→ **WHAT YOU ARE ASKED TO DO**
All of the entries must be duplicated exactly.

Collected data

╔══

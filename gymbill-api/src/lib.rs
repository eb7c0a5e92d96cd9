//! # GymBill API Server Library
//!
//! HTTP surface of the GymBill billing engine: cash drawers, member and
//! supplier payments, enrollment, payables and the manual billing trigger.
//!
//! ## Modules
//!
//! - `app`: Application state and router builder
//! - `config`: Configuration management
//! - `error`: Error handling and HTTP response mapping
//! - `routes`: API route handlers

pub mod app;
pub mod config;
pub mod error;
pub mod routes;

╚══

→ **OUTPUT FOR THIS TASK**
filename gymbill-api/src/lib.rs
repository eb7c0a5e92d96cd9
//! # GymBill API Server Library
//!
//! HTTP surface of the GymBill billing engine: cash drawers, member and
//! supplier payments, enrollment, payables and the manual billing trigger.
//!
//! ## Modules
//!
//! - `app`: Application state and router builder
//! - `config`: Configuration management
//! - `error`: Error handling and HTTP response mapping
//! - `routes`: API route handlers

pub mod app;
pub mod config;
pub mod error;
pub mod routes;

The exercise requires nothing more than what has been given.